Directions for this task:
Find each line of the material below in which the word "usize" occurs, and return it.

Input:
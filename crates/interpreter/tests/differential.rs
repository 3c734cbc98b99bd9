//! End-to-end: a hand-built automaton program for the grammar
//! `S -> b a`, optimized through the full pipeline and validated against
//! the reference interpreter before and after.
use primitive_types::U256;
use stacklang_interpreter::{
    run_differential, Machine, Outcome, ReferenceInterpreter, SentenceSource, TesterOptions,
};
use stacklang_ir::{
    case_token, def, jump, pop, prim, push, Block, Cell, Label, Nonterminal, Pattern, Primitive,
    Program, Register, RegisterSet, StateInfo, Tag, TagBranch, Terminal, TokenBranch, TokenPat,
    TypedBlock, Value,
};
use stacklang_opt::{Pipeline, Settings};
use stacklang_verifier::verify_program;

const A: Terminal = Terminal(0);
const B: Terminal = Terminal(1);
const START: Nonterminal = Nonterminal(0);

fn r(name: &str) -> Register {
    Register::new(name)
}

fn regs(names: &[&str]) -> RegisterSet {
    names.iter().map(|n| Register::new(*n)).collect()
}

fn typed(needed: RegisterSet, stack_type: Vec<Cell>, body: Block) -> TypedBlock {
    let has_case_tag = body.contains_case_tag();
    TypedBlock {
        block: Box::new(body),
        stack_type,
        final_type: None,
        needed_registers: needed,
        has_case_tag,
        name: None,
    }
}

fn fetch(into: &str, k: Block) -> Block {
    prim(
        r(into),
        Primitive::HostCall("discard".into(), vec![]),
        k,
    )
}

/// The automaton for `S -> b a`: shift `b` (state 7 over the bottom
/// state 0), shift `a`, then reduce by popping both states back off.
fn build_program() -> Program {
    let run_start = Label::new("run_start");
    let run_b = Label::new("run_b");
    let run_a = Label::new("run_a");
    let run_red = Label::new("run_red");

    let mut program = Program::new();

    program.cfg.insert(
        run_start.clone(),
        typed(
            RegisterSet::new(),
            Vec::new(),
            def(
                Pattern::Reg(r("res")),
                Value::Unit,
                push(
                    Value::Tag(Tag(0)),
                    Cell::state(),
                    fetch("tok", jump(run_b.clone())),
                ),
            ),
        ),
    );

    program.cfg.insert(
        run_b.clone(),
        typed(
            regs(&["tok", "res"]),
            vec![Cell::state()],
            case_token(
                r("tok"),
                vec![TokenBranch {
                    pat: TokenPat::Multiple([B].into_iter().collect()),
                    body: push(
                        Value::Tag(Tag(7)),
                        Cell::state(),
                        fetch("tok", jump(run_a.clone())),
                    ),
                }],
                Some(Block::Die),
            ),
        ),
    );

    program.cfg.insert(
        run_a.clone(),
        typed(
            regs(&["tok", "res"]),
            vec![Cell::state(), Cell::state()],
            case_token(
                r("tok"),
                vec![TokenBranch {
                    pat: TokenPat::Multiple([A].into_iter().collect()),
                    body: jump(run_red.clone()),
                }],
                Some(Block::Die),
            ),
        ),
    );

    program.cfg.insert(
        run_red.clone(),
        typed(
            regs(&["res"]),
            vec![Cell::state(), Cell::state()],
            pop(
                Pattern::Reg(r("s")),
                Block::CaseTag(
                    r("s"),
                    vec![TagBranch {
                        tags: [Tag(7)].into_iter().collect(),
                        body: pop(
                            Pattern::Reg(r("s2")),
                            Block::CaseTag(
                                r("s2"),
                                vec![TagBranch {
                                    tags: [Tag(0)].into_iter().collect(),
                                    body: Block::Return(r("res")),
                                }],
                            ),
                        ),
                    }],
                ),
            ),
        ),
    );

    program.entry.insert(START, run_start);
    program.states.insert(
        Tag(0),
        StateInfo {
            final_type: Some(START),
            known_cells: Vec::new(),
        },
    );
    program.states.insert(
        Tag(7),
        StateInfo {
            final_type: None,
            known_cells: vec![Cell::state()],
        },
    );
    program
}

struct Reference;

impl ReferenceInterpreter for Reference {
    fn run(&self, _entry: Nonterminal, sentence: &[Terminal], _trace: bool) -> Outcome {
        let mut input = sentence.iter();
        match input.next() {
            None => return Outcome::Overshoot,
            Some(t) if *t == B => {}
            Some(_) => return Outcome::Rejected,
        }
        match input.next() {
            None => Outcome::Overshoot,
            Some(t) if *t == A => Outcome::Accepted,
            Some(_) => Outcome::Rejected,
        }
    }
}

struct Sentences;

impl SentenceSource for Sentences {
    fn count(&self, _entry: Nonterminal, length: usize) -> U256 {
        // The grammar has exactly one sentence, `b a`.
        U256::from(usize::from(length == 2))
    }

    fn sentence(&self, _entry: Nonterminal, _length: usize, _index: U256) -> Vec<Terminal> {
        vec![B, A]
    }
}

fn outcomes(program: &Program) -> Vec<Outcome> {
    let machine = Machine::new(program);
    [
        vec![],
        vec![A],
        vec![B],
        vec![B, A],
        vec![B, B],
        vec![A, A],
    ]
    .iter()
    .map(|sentence| machine.run(START, sentence))
    .collect()
}

#[test]
fn the_source_program_is_well_formed() {
    assert_eq!(verify_program(&build_program()), Ok(()));
}

#[test]
fn machine_outcomes_match_the_reference() {
    let program = build_program();
    let machine = Machine::new(&program);
    assert_eq!(machine.run(START, &[B, A]), Outcome::Accepted);
    assert_eq!(machine.run(START, &[B, B]), Outcome::Rejected);
    assert_eq!(machine.run(START, &[A]), Outcome::Rejected);
    assert_eq!(machine.run(START, &[B]), Outcome::Overshoot);
    assert_eq!(machine.run(START, &[]), Outcome::Overshoot);
}

#[test]
fn optimization_preserves_every_outcome() {
    let mut program = build_program();
    let before = outcomes(&program);
    let pushes_before = program.push_count();
    let entries_before = program.entry.clone();

    let settings = Settings {
        commute_pushes: true,
        ..Settings::default()
    };
    Pipeline::for_settings(&settings).run(&mut program, &settings);

    assert_eq!(program.entry, entries_before);
    assert_eq!(verify_program(&program), Ok(()));
    assert!(program.push_count() <= pushes_before);
    assert_eq!(outcomes(&program), before);
}

#[test]
fn the_whole_automaton_collapses_into_the_entry_block() {
    // Every non-entry label is single-use, so inlining merges the chain
    // and commutation cancels both pushes against the reduction pops.
    let mut program = build_program();
    let settings = Settings {
        commute_pushes: true,
        ..Settings::default()
    };
    Pipeline::for_settings(&settings).run(&mut program, &settings);

    assert_eq!(program.cfg.len(), 1);
    assert_eq!(program.push_count(), 0);
}

#[test]
fn differential_passes_before_and_after_optimization() {
    let mut program = build_program();
    let opts = TesterOptions::default();

    let report = run_differential(&program, &Reference, &Sentences, &opts)
        .expect("the source program matches the reference");
    assert_eq!(report.tested, 1);

    let settings = Settings {
        commute_pushes: true,
        ..Settings::default()
    };
    Pipeline::for_settings(&settings).run(&mut program, &settings);

    let report = run_differential(&program, &Reference, &Sentences, &opts)
        .expect("the optimized program matches the reference");
    assert_eq!(report.tested, 1);
}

Response:
    fn count(&self, _entry: Nonterminal, length: usize) -> U256 {
        U256::from(usize::from(length == 2))
    fn sentence(&self, _entry: Nonterminal, _length: usize, _index: U256) -> Vec<Terminal> {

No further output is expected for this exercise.